The local share market is rejoicing at the Reserve Bank's decision to keep rates on hold, despite comments foreshadowing future hikes.
The S&P/ASX200 was 10.5 points in the red before the 2.30pm AEST announcement sent it rocketing up 50.1 points, or 0.69 per cent, in the space of 15 minutes.
The benchmark index finished Tuesday up 32.9 points, or 0.45 per cent, to a two-week high of 7,279, while the broader All Ordinaries rose 36.1 points, or 0.49 per cent, to 7,478.9.
Investors are taking comfort in the belief the RBA is slowly winding down its tightening cycle, even though it likely has another hike in the tank before year's end, eToro market analyst Josh Gilbert says.
“The board was pleased with the progress of the monthly CPI reading last week but reaffirmed that inflation is still too high,” he said.
“The decision today points towards the economy weakening and the RBA’s clear worry over tipping Australia into a recession, with the board reiterating that the path to a soft landing is narrow.”
Reserve Bank governor Philip Lowe said in a statement keeping interest rates steady would give the board more time to assess the state of the economy.
“Some further tightening of monetary policy may be required to ensure that inflation returns to target in a reasonable timeframe, but that will depend upon how the economy and inflation evolve,” he said.
Key to the RBA’s next rates decision will be this month’s quarterly inflation readout, but other factors - including a red-hot labour market - will also be weighing on Dr Lowe's mind.
In good news for equities, there is now a strong chance the cash rate will peak below 4.6 per cent, Mr Gilbert believes.
Commonwealth Bank expects one more 25 basis point increase, while NAB anticipates two further hikes.
ANZ is sticking with its prediction of 4.6 per cent, but says Tuesday’s pause makes it more uncertain.
The big four banks went on a charge following the announcement, with CBA and NAB up 1.3 per cent and Westpac and ANZ 1.2 per cent higher.
Energy stocks were the biggest lifters of the day, up 1.2 per cent after Saudi Arabia prolonged its oil cut in an effort to keep a lid on supply, sending prices higher overnight.
Oil and gas giant Woodside climbed 1.4 per cent to $35.12, while Whitehaven Coal gained 2.4 per cent to $6.92.
The heavyweight miners all finished lower, with BHP losing 0.1 per cent, Fortescue Metals retreating 0.9 per cent and Rio Tinto down 1.2 per cent.

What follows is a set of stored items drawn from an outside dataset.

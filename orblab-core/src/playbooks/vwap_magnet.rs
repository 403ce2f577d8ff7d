//! VWAP Magnet — mean reversion from the dynamic VWAP band.
//!
//! The band sits `k · σ · √(t/T)^α` away from the session VWAP, where σ is
//! the volume-weighted dispersion, t is bars since the open and T the full
//! session length. The time decay keeps the band tight early (when VWAP is
//! still finding itself) and lets it widen as the session matures. Entries
//! fade band exits that reject back toward VWAP with enough velocity.

use super::{
    directional_velocity, CandidateSignal, Playbook, PlaybookKind, ProfitTarget, SessionView,
};
use crate::config::VwapMagnetConfig;
use crate::domain::{ActiveTrade, Direction};
use crate::regime::Regime;
use tracing::debug;

pub struct VwapMagnet {
    config: VwapMagnetConfig,
}

struct Band {
    vwap: f64,
    upper: f64,
    lower: f64,
    width: f64,
}

impl VwapMagnet {
    pub fn new(config: VwapMagnetConfig) -> Self {
        Self { config }
    }

    fn band(&self, view: &SessionView<'_>) -> Option<Band> {
        let vwap = view.vwap.value()?;
        let sigma = view.vwap.sigma()?;
        if sigma <= 0.0 {
            return None;
        }
        let t = view.vwap.bars_seen() as f64;
        let total = view.session_length_bars.max(1) as f64;
        let decay = (t / total).min(1.0).sqrt().powf(self.config.time_decay_alpha);
        let width = self.config.band_multiplier * sigma * decay;
        Some(Band {
            vwap,
            upper: vwap + width,
            lower: vwap - width,
            width,
        })
    }

    fn build_targets(
        &self,
        direction: Direction,
        entry: f64,
        risk: f64,
        band: &Band,
    ) -> Vec<ProfitTarget> {
        let opposite = match direction {
            Direction::Long => band.upper,
            Direction::Short => band.lower,
        };
        let runner = opposite + direction.sign() * band.width * 0.5;
        [
            (band.vwap, 0.6, "vwap"),
            (opposite, 0.25, "opposite_band"),
            (runner, 0.15, "runner"),
        ]
        .into_iter()
        .map(|(price, size_fraction, label)| ProfitTarget {
            price,
            size_fraction,
            label,
            r_multiple: (price - entry).abs() / risk,
        })
        .collect()
    }
}

impl Playbook for VwapMagnet {
    fn name(&self) -> &'static str {
        "vwap_magnet"
    }

    fn kind(&self) -> PlaybookKind {
        PlaybookKind::MeanReversion
    }

    fn preferred_regimes(&self) -> &'static [Regime] {
        &[Regime::Range, Regime::Volatile]
    }

    fn check_entry(&self, view: &SessionView<'_>) -> Option<CandidateSignal> {
        if view.vwap.bars_seen() < self.config.min_bars_for_vwap {
            return None;
        }
        let band = self.band(view)?;
        let bar = view.current_bar()?;

        let direction = if bar.close > band.upper {
            Direction::Short
        } else if bar.close < band.lower {
            Direction::Long
        } else {
            return None;
        };

        // Rejection velocity: how fast price is closing back toward VWAP,
        // in mean-range units per bar.
        let velocity = directional_velocity(view.bars, direction, 5).max(0.0);
        if velocity < self.config.min_rejection_velocity {
            debug!(
                velocity,
                min = self.config.min_rejection_velocity,
                "band exit without rejection"
            );
            return None;
        }

        let alignment = self.regime_alignment(view.regime.regime);
        if alignment < 0.5 {
            return None;
        }

        let entry = bar.close;
        let extension = (entry - band.vwap).abs();

        // Stop beyond the local extreme of the excursion.
        let take = 5.min(view.bars.len());
        let window = &view.bars[view.bars.len() - take..];
        let stop = match direction {
            Direction::Short => {
                window.iter().map(|b| b.high).fold(f64::NEG_INFINITY, f64::max)
                    + self.config.stop_buffer_r * extension
            }
            Direction::Long => {
                window.iter().map(|b| b.low).fold(f64::INFINITY, f64::min)
                    - self.config.stop_buffer_r * extension
            }
        };
        let risk = (entry - stop).abs();
        if risk <= 0.0 {
            return None;
        }

        let stretch = ((entry - band.vwap).abs() / (band.width.max(1e-9)) - 1.0).clamp(0.0, 1.0);
        let velocity_score =
            (velocity / (2.0 * self.config.min_rejection_velocity.max(1e-9))).min(1.0);
        let strength = (0.4 * stretch + 0.4 * velocity_score + 0.2 * view.features.rotation_entropy)
            .clamp(0.0, 1.0);

        let candidate = CandidateSignal {
            playbook: self.name(),
            kind: self.kind(),
            direction,
            ts: bar.ts,
            entry_price: entry,
            initial_stop: stop,
            targets: self.build_targets(direction, entry, risk, &band),
            strength,
            regime_alignment: alignment,
            confidence: strength * alignment,
        };
        candidate.is_well_formed().then_some(candidate)
    }

    /// Three-phase: hold to 0.5 R, lock a sliver to 1.0 R, then trail the
    /// VWAP itself once the magnet has pulled price through it.
    fn update_stop(&self, trade: &ActiveTrade, view: &SessionView<'_>) -> Option<f64> {
        let mfe = trade.peak_favorable_r;
        if mfe < 0.5 {
            return None;
        }
        if mfe < 1.0 {
            return Some(trade.entry_price + trade.direction.sign() * trade.initial_risk * 0.05);
        }
        let vwap = view.vwap.value()?;
        let buffer = trade.initial_risk * 0.1;
        Some(vwap - trade.direction.sign() * buffer)
    }

    /// Magnet salvage: rejection at VWAP, a stall, or a deep retracement.
    fn check_salvage(&self, trade: &ActiveTrade, view: &SessionView<'_>) -> bool {
        let bar = match view.current_bar() {
            Some(bar) => bar,
            None => return false,
        };
        let current_r = trade.current_r(bar.close);
        let mfe = trade.peak_favorable_r;

        // Approached VWAP, then got pushed back out through the entry side.
        if let Some(vwap) = view.vwap.value() {
            if mfe > 0.3 && current_r < mfe * 0.5 {
                let rejected = match trade.direction {
                    Direction::Long => bar.close < vwap * 0.999,
                    Direction::Short => bar.close > vwap * 1.001,
                };
                if rejected {
                    return true;
                }
            }
        }
        if trade.bars_held > 30 && current_r.abs() < 0.2 {
            return true;
        }
        if mfe > 0.5 {
            let retrace = (mfe - current_r) / mfe;
            if retrace > 0.65 {
                return true;
            }
        }
        false
    }
}
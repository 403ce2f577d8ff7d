//! Domain types: bars, signals, trades.

pub mod bar;
pub mod signal;
pub mod trade;

pub use bar::{Bar, InputError};
pub use signal::{Direction, TradeSignal};
pub use trade::{
    ActiveTrade, ExitReason, PartialFill, Target, TradeError, TradePhase, TradeRecord,
};
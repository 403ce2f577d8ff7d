//! Bar — the fundamental market data unit.

use chrono::{DateTime, Utc};
use serde::{Deserialize, Serialize};
use thiserror::Error;

/// Intraday OHLCV bar for a single symbol.
///
/// Timestamps are UTC; session-local interpretation happens at the engine
/// boundary through the configured session offset.
#[derive(Debug, Clone, PartialEq, Serialize, Deserialize)]
pub struct Bar {
    pub ts: DateTime<Utc>,
    pub open: f64,
    pub high: f64,
    pub low: f64,
    pub close: f64,
    pub volume: u64,
}

/// Rejected bar input, detected before any engine state is mutated.
#[derive(Debug, Clone, Error, PartialEq)]
pub enum InputError {
    #[error("non-finite {field} field")]
    NonFinite { field: &'static str },

    #[error("malformed OHLC: low {low} > high {high}")]
    MalformedOhlc { high: f64, low: f64 },

    #[error("open {open} or close {close} outside [low, high]")]
    BodyOutsideRange { open: f64, close: f64 },

    #[error("non-monotonic timestamp: {curr} does not advance past {prev}")]
    NonMonotonicTimestamp {
        prev: DateTime<Utc>,
        curr: DateTime<Utc>,
    },
}

impl Bar {
    /// Check the per-bar input contract: finite fields and sane OHLC ordering.
    ///
    /// Timestamp monotonicity is the event loop's check, since it owns the
    /// previous timestamp.
    pub fn validate(&self) -> Result<(), InputError> {
        for (field, value) in [
            ("open", self.open),
            ("high", self.high),
            ("low", self.low),
            ("close", self.close),
        ] {
            if !value.is_finite() {
                return Err(InputError::NonFinite { field });
            }
        }
        if self.low > self.high {
            return Err(InputError::MalformedOhlc {
                high: self.high,
                low: self.low,
            });
        }
        if self.open < self.low
            || self.open > self.high
            || self.close < self.low
            || self.close > self.high
        {
            return Err(InputError::BodyOutsideRange {
                open: self.open,
                close: self.close,
            });
        }
        Ok(())
    }

    /// Typical price used by the session VWAP.
    pub fn typical_price(&self) -> f64 {
        (self.high + self.low + self.close) / 3.0
    }

    pub fn range(&self) -> f64 {
        self.high - self.low
    }

    /// Candle body is bullish (close above open).
    pub fn is_bullish(&self) -> bool {
        self.close > self.open
    }

    pub fn is_bearish(&self) -> bool {
        self.close < self.open
    }
}

#[cfg(test)]
mod tests {
    use super::*;
    use chrono::TimeZone;

    fn sample_bar() -> Bar {
        Bar {
            ts: Utc.with_ymd_and_hms(2024, 1, 2, 14, 30, 0).unwrap(),
            open: 100.0,
            high: 100.5,
            low: 99.8,
            close: 100.2,
            volume: 1500,
        }
    }

    #[test]
    fn valid_bar_passes() {
        assert!(sample_bar().validate().is_ok());
    }

    #[test]
    fn nan_field_rejected() {
        let mut bar = sample_bar();
        bar.close = f64::NAN;
        assert_eq!(
            bar.validate(),
            Err(InputError::NonFinite { field: "close" })
        );
    }

    #[test]
    fn inverted_high_low_rejected() {
        let mut bar = sample_bar();
        bar.low = 101.0;
        assert!(matches!(
            bar.validate(),
            Err(InputError::MalformedOhlc { .. })
        ));
    }

    #[test]
    fn body_outside_range_rejected() {
        let mut bar = sample_bar();
        bar.open = 101.0; // above high
        assert!(matches!(
            bar.validate(),
            Err(InputError::BodyOutsideRange { .. })
        ));
    }

    #[test]
    fn typical_price_is_hlc_mean() {
        let bar = sample_bar();
        let expected = (100.5 + 99.8 + 100.2) / 3.0;
        assert!((bar.typical_price() - expected).abs() < 1e-12);
    }

    #[test]
    fn bar_serialization_roundtrip() {
        let bar = sample_bar();
        let json = serde_json::to_string(&bar).unwrap();
        let deser: Bar = serde_json::from_str(&json).unwrap();
        assert_eq!(bar, deser);
    }
}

Fruit and vegetable grower Costa Group surged 12.1 per cent to $3.34 after confirming it had received a takeover offer from US private equity firm Paine Schwartz Partners at $3.50 per share.
Austal was another beneficiary of a North American buyout offer, up 12.9 per cent on reports JF Lehman & Company is preparing to lodge a bid for the navy shipbuilder.
Health insurer NIB climbed 3.4 per cent after its subsidiary Thrive acquired NDIS platform Kynd - a marketplace matching buyers and sellers of disability services.
Suncorp recovered from a slow start to end 0.6 per cent up after the group said it expects reinsurance costs to increase in 2023/24 due to recent catastrophic weather associated with La Nina.
Silver Lake Resources rallied 5.8 per cent after confirming gold sales of 83,540 ounces for the last quarter, in line with guidance.
Atomo shares rocketed up 130.6 per cent to a 12-month high of 8.3c. The rapid diagnostic test manufacturer is a critical supplier for Lumos Diagnostics' FebriDx test, which recently received regulatory approval in the US.
The Australian dollar was down against the major currencies, buying 66.52 US cents from 66.63 at Monday’s ASX close.
ON THE ASX:
* The benchmark S&P/ASX200 index finished Tuesday up 32.9 points, or 0.45 per cent, at 7,279.
* The broader All Ordinaries rose 36.1 points, or 0.49 per cent, to 7,478.9.
CURRENCY SNAPSHOT:
One Australian dollar buys:
* 66.52 US cents, from 66.63 US cents at Monday’s ASX close
* 96.25 Japanese yen, from 96.34 Japanese yen
* 61.05 Euro cents, from 61.11 Euro cents
* 52.43 British pence, from 52.50 pence
* 108.18 NZ cents, from 108.48 NZ cents.